## Your task
Below are the records; pull every line that includes "default".

==== Provided information ====

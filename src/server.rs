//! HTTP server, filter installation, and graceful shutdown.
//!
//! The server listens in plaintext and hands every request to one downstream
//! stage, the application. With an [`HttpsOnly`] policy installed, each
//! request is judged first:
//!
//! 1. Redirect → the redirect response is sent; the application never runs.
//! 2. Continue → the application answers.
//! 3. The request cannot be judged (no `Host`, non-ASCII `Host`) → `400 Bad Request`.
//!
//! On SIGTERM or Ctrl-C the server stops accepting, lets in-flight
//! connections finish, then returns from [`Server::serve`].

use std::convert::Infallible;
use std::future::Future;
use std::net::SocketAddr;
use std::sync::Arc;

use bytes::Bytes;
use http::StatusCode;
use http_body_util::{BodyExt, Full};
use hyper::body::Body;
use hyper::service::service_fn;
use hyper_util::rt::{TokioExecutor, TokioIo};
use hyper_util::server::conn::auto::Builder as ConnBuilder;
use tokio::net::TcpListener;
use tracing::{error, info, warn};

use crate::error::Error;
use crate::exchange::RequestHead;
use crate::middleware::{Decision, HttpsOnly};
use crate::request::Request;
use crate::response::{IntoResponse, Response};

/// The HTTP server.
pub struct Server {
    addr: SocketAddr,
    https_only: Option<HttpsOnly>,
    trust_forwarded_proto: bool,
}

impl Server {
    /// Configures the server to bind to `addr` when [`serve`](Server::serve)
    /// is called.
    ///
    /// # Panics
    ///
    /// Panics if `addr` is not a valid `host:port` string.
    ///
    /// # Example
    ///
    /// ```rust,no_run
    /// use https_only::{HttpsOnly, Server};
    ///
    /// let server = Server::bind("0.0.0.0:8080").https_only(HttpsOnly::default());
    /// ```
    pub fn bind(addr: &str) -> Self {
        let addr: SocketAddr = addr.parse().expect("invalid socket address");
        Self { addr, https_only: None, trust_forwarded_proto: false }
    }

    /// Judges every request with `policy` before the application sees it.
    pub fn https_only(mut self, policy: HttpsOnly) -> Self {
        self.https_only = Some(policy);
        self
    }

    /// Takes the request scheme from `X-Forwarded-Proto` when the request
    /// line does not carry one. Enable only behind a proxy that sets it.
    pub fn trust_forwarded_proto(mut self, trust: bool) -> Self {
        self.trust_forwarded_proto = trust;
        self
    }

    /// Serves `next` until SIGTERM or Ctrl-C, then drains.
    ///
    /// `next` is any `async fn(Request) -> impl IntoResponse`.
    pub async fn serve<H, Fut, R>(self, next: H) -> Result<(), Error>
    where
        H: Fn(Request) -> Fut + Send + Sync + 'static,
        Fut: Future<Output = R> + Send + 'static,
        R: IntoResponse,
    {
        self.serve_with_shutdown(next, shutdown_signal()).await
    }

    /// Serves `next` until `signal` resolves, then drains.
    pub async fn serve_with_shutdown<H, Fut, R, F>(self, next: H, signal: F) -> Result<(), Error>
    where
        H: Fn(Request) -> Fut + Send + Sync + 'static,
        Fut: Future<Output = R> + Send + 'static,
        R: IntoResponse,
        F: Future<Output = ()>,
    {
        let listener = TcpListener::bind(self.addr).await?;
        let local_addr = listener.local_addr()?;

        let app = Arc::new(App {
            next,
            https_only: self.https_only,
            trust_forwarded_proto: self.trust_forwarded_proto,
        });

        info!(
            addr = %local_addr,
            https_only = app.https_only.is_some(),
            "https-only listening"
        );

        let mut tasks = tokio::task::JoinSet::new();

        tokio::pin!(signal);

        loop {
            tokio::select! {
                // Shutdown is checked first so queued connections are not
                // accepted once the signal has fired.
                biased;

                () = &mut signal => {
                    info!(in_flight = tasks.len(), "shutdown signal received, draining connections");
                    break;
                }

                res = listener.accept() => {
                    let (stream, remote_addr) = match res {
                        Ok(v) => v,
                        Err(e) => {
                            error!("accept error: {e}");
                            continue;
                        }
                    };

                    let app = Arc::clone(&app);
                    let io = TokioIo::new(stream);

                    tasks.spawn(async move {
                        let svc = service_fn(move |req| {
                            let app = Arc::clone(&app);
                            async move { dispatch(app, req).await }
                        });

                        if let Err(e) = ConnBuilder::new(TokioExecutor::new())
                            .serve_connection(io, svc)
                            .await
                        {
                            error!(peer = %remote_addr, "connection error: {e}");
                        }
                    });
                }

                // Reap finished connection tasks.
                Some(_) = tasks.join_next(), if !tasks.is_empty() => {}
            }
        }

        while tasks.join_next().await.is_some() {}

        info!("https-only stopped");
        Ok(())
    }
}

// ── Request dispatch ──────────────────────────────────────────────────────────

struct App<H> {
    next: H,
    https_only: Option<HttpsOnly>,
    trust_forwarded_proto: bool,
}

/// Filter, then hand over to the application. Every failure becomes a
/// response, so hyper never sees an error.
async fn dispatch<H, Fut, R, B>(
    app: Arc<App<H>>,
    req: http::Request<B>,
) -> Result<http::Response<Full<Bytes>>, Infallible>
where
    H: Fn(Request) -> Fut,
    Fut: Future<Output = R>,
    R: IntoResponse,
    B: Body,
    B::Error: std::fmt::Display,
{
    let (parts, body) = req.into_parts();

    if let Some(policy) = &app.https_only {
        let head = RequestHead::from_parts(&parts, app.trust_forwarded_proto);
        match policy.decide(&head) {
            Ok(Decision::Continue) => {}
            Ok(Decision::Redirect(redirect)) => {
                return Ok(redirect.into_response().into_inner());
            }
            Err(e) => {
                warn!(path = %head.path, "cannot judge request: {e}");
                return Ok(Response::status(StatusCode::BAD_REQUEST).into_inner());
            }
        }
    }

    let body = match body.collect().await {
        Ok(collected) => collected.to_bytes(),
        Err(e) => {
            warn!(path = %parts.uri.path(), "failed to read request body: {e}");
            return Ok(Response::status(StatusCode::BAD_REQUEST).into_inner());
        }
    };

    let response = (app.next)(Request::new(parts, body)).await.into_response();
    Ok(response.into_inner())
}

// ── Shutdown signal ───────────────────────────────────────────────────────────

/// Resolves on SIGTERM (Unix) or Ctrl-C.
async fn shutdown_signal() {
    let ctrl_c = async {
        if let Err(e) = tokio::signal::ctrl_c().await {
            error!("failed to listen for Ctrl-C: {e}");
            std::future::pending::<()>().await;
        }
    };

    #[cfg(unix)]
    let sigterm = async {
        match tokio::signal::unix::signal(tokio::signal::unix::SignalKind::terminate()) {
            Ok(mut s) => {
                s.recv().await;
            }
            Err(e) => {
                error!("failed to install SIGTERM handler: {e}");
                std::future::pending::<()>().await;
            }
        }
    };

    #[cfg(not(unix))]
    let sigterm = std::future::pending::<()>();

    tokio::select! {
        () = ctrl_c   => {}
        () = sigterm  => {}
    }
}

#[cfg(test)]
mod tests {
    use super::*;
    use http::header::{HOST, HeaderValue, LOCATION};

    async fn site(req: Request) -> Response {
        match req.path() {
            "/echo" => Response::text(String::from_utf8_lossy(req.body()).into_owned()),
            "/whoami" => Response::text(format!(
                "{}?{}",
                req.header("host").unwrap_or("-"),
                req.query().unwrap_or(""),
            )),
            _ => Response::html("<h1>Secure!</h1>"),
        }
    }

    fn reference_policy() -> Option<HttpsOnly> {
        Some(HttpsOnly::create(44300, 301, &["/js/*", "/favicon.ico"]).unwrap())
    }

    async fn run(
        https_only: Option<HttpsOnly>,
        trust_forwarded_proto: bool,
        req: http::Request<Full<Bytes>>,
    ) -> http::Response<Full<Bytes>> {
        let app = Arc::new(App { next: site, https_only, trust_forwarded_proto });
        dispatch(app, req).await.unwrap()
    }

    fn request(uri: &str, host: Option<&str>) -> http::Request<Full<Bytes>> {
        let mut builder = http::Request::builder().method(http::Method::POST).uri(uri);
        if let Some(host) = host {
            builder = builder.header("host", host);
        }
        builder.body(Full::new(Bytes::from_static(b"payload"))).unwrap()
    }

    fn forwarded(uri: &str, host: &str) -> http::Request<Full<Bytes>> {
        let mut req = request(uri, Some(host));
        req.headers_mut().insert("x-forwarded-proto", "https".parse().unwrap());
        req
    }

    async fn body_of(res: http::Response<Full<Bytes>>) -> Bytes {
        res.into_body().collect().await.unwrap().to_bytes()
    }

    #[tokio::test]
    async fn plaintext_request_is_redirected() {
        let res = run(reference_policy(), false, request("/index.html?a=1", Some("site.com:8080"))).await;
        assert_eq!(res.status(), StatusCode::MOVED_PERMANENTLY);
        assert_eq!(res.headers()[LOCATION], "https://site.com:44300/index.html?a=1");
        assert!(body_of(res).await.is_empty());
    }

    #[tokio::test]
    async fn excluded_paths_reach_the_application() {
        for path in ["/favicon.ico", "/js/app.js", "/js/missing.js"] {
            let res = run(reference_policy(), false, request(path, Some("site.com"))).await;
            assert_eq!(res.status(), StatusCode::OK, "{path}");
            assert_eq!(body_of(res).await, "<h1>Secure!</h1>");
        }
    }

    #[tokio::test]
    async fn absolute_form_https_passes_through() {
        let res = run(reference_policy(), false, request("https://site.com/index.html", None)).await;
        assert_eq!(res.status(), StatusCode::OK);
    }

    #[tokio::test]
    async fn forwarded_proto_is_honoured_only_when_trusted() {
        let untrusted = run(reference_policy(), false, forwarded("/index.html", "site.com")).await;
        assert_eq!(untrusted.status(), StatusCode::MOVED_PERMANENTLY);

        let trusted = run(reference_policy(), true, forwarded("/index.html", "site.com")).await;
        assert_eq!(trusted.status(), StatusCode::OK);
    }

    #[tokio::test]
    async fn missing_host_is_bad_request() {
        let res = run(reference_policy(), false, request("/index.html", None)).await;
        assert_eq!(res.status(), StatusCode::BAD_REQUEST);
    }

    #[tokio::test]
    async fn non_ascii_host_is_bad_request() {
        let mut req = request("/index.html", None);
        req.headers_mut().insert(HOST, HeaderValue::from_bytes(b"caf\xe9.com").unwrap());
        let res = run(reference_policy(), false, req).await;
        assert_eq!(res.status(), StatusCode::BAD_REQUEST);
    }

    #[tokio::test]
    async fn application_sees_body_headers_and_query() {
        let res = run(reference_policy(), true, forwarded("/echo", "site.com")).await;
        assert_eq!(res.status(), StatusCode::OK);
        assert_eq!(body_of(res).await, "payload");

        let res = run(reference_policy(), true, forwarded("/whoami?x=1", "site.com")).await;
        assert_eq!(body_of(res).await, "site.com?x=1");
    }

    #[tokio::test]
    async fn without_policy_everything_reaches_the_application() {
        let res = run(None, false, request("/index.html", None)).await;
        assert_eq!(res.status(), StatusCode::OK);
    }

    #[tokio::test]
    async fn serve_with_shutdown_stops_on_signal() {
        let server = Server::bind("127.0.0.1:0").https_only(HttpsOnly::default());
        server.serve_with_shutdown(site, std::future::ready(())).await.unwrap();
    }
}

====

## Solution to this task
    /// let server = Server::bind("0.0.0.0:8080").https_only(HttpsOnly::default());
        let server = Server::bind("127.0.0.1:0").https_only(HttpsOnly::default());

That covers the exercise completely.